* _Your objective_:
Among the entries that follow, find the lines containing the string "family" and copy them.

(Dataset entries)
^^^^^^^^

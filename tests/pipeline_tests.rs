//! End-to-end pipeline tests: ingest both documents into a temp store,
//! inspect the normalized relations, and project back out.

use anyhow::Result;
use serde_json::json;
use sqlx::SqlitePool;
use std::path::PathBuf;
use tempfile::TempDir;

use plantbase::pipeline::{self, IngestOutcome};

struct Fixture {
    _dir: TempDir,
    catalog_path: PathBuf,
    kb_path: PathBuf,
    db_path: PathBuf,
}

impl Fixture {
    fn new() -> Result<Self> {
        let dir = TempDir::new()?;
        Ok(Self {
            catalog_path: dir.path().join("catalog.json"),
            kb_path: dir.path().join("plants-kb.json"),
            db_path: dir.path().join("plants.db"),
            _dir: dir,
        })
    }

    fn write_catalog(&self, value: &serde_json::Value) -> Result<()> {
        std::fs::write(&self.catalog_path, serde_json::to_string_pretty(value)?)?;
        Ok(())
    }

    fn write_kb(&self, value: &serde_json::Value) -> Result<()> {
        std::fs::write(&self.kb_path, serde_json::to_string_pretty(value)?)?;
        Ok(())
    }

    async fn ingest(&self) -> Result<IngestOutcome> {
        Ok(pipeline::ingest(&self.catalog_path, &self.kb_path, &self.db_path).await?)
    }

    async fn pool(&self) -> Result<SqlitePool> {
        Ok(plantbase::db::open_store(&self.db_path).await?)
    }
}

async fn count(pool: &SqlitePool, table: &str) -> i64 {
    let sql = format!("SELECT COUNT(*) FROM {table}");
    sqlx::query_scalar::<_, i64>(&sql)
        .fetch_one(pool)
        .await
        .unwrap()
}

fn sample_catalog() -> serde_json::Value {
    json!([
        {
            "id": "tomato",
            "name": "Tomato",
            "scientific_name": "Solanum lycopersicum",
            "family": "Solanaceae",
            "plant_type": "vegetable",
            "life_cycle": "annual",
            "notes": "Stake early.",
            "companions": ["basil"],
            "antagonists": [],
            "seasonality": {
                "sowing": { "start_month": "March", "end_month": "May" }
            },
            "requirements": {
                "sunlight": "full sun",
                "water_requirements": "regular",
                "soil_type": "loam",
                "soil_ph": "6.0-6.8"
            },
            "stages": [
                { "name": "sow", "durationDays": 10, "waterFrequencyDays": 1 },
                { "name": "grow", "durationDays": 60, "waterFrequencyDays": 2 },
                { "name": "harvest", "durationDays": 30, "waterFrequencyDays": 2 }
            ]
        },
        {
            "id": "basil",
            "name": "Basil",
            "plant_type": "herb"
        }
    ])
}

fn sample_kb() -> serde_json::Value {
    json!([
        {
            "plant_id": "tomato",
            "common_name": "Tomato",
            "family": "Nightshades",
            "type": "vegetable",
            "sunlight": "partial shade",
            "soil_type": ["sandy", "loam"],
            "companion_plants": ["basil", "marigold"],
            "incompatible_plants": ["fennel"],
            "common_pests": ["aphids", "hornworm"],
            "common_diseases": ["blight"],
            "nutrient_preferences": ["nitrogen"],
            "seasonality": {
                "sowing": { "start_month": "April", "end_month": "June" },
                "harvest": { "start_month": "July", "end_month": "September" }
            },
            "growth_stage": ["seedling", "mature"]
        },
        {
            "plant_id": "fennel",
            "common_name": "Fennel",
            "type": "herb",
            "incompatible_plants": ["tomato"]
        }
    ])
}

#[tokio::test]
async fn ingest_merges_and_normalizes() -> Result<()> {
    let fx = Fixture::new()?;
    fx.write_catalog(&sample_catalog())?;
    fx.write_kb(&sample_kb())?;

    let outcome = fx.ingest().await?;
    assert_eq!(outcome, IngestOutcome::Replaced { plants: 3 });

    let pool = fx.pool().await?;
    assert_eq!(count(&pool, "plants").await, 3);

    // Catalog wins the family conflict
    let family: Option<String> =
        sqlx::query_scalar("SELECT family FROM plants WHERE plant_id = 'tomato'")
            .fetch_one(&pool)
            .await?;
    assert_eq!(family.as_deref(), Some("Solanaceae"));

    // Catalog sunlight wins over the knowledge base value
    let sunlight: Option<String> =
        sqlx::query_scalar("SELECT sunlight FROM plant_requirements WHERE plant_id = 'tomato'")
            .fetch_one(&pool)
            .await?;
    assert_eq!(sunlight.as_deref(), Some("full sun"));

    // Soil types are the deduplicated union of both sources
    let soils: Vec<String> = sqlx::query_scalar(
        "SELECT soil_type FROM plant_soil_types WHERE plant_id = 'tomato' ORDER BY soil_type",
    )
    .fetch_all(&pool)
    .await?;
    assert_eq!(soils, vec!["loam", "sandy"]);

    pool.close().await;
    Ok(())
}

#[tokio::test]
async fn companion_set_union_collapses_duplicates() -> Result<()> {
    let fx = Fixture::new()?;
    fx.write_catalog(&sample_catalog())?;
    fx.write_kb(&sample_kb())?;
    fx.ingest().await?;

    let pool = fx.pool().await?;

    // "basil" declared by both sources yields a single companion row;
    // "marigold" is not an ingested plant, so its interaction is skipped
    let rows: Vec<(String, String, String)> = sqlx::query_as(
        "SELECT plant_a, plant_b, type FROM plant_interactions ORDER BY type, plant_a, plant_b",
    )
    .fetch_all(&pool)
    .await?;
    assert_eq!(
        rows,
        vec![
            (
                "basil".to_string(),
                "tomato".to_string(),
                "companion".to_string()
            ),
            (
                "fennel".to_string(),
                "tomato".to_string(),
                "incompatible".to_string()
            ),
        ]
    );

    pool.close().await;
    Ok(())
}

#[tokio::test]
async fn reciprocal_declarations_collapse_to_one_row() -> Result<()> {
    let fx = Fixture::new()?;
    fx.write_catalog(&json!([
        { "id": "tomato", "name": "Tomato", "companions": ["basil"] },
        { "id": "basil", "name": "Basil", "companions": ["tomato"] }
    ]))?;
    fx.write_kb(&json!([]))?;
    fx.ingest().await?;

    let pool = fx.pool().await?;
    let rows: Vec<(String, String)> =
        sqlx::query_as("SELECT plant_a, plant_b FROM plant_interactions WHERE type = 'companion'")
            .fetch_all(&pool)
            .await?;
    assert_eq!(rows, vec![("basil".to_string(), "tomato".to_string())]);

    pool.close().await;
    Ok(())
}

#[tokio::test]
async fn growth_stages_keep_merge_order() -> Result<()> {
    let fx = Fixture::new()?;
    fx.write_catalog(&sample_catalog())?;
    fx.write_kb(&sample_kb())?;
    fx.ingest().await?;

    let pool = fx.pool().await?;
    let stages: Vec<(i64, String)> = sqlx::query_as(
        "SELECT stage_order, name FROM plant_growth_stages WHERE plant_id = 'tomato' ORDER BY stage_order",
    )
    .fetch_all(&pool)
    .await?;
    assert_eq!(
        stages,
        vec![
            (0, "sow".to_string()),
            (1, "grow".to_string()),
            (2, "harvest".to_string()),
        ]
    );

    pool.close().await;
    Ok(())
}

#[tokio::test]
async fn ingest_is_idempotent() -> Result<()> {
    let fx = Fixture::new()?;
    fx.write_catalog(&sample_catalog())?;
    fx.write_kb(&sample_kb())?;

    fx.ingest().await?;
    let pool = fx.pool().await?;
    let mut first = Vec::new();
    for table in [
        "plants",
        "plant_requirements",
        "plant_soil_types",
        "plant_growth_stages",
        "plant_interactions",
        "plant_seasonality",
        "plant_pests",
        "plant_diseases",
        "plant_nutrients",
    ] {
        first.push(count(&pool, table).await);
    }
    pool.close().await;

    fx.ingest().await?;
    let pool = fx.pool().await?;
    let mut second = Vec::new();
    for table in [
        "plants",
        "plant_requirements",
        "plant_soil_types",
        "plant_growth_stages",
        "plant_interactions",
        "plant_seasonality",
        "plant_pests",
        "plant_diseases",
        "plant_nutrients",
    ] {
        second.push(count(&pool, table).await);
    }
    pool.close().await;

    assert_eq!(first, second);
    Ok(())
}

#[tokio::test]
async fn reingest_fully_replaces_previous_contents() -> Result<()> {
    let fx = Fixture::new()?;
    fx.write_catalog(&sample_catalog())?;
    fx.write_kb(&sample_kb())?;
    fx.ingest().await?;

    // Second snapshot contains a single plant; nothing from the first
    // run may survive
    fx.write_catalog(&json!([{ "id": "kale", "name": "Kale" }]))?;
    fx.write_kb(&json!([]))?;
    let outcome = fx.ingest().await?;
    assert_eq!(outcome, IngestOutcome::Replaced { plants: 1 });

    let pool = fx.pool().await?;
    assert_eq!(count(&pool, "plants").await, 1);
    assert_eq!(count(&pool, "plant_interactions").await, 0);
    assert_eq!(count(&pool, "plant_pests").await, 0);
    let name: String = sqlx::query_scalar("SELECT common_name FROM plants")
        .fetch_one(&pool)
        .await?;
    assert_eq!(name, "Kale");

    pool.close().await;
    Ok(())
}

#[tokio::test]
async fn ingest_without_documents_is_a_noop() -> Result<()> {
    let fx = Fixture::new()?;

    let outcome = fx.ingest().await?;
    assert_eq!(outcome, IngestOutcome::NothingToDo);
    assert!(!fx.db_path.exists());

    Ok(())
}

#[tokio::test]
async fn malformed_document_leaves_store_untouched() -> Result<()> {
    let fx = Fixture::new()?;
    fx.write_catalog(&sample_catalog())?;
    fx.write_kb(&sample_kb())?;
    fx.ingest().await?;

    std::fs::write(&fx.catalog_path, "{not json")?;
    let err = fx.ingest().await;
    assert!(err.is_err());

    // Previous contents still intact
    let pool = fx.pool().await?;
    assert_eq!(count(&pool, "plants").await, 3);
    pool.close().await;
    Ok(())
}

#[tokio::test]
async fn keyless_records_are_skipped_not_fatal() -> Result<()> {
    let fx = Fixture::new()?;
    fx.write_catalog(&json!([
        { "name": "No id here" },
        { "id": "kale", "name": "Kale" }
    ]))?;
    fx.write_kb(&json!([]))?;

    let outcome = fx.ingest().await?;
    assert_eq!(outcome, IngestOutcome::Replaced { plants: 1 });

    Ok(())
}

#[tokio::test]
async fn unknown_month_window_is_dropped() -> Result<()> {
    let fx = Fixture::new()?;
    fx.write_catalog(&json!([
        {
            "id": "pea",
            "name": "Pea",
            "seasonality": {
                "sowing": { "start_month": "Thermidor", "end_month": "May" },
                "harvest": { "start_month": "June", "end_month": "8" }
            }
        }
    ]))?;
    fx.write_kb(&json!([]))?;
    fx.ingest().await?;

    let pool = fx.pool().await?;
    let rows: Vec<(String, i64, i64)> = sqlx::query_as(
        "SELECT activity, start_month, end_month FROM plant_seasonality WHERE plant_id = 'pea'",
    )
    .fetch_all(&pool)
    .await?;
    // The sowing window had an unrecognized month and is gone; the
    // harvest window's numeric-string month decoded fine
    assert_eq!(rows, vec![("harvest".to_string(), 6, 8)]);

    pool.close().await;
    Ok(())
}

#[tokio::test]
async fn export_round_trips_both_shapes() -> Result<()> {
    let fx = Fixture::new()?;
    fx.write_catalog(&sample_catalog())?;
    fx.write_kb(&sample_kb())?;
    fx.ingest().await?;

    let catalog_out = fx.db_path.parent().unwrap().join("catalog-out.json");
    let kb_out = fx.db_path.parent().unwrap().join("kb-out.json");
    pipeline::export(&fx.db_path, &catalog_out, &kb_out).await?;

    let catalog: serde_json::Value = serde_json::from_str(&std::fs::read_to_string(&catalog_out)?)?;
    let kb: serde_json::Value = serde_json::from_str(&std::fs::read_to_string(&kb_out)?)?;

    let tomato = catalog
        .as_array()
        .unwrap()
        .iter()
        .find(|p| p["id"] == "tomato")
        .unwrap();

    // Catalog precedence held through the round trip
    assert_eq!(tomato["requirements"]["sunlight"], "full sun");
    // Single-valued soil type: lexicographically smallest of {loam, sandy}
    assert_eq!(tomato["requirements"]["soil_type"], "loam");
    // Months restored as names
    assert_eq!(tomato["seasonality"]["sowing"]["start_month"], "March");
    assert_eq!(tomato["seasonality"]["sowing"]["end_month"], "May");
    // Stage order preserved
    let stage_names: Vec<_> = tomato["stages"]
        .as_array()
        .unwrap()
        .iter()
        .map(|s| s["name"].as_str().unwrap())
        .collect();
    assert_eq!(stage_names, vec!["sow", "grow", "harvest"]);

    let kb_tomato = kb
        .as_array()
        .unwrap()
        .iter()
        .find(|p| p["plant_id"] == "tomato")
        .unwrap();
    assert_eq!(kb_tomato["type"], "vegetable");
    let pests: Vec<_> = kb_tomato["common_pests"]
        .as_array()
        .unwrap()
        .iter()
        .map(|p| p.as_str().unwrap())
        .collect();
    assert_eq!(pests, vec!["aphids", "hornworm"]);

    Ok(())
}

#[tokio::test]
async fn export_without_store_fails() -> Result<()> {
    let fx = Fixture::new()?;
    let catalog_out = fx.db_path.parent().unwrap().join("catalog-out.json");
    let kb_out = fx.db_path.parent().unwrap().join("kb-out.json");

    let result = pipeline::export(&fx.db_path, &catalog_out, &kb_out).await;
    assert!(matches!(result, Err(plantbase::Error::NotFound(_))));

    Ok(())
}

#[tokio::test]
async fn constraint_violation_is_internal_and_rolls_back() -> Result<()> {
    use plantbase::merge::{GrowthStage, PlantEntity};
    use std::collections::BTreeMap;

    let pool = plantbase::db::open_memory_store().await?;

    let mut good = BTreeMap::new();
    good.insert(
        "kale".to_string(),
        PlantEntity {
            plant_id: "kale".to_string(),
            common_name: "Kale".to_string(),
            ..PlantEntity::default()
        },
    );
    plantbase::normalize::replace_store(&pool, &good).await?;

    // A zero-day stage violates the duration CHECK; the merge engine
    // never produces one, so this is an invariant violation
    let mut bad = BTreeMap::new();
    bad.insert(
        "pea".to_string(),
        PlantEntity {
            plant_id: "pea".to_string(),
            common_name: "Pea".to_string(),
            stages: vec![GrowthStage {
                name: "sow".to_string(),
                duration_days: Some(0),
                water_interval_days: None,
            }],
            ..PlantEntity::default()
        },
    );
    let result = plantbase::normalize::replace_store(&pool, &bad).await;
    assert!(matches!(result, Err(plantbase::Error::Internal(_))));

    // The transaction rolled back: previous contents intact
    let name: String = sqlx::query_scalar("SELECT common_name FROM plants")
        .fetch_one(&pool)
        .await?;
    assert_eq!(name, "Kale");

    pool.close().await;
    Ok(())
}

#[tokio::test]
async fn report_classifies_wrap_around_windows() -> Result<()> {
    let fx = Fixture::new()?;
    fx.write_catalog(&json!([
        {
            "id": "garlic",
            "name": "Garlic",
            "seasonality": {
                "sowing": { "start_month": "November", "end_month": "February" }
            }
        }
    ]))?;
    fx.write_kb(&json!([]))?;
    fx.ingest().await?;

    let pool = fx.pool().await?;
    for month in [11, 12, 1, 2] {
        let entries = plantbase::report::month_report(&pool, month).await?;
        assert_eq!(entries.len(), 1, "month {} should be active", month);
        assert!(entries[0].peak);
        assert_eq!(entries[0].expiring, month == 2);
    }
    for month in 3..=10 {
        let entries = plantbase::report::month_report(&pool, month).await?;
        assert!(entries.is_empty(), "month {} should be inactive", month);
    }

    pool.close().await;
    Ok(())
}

^^^^^^^^

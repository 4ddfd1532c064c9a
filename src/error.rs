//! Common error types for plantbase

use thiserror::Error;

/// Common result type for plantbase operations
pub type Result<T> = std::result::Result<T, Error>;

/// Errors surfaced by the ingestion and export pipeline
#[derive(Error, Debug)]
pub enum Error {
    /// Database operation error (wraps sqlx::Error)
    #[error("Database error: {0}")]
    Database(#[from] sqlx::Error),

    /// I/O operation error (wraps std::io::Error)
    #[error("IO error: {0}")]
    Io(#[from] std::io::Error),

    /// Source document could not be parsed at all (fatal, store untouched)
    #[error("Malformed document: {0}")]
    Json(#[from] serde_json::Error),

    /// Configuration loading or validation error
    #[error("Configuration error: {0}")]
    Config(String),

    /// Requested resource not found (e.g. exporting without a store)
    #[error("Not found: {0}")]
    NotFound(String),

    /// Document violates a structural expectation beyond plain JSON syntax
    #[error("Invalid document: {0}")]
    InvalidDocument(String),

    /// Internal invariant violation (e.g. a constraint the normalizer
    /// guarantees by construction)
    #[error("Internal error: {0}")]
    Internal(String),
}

^^^^^^^^

* _Response area_:
            "family": "Solanaceae",
            "family": "Nightshades",
    // Catalog wins the family conflict
    let family: Option<String> =
        sqlx::query_scalar("SELECT family FROM plants WHERE plant_id = 'tomato'")
    assert_eq!(family.as_deref(), Some("Solanaceae"));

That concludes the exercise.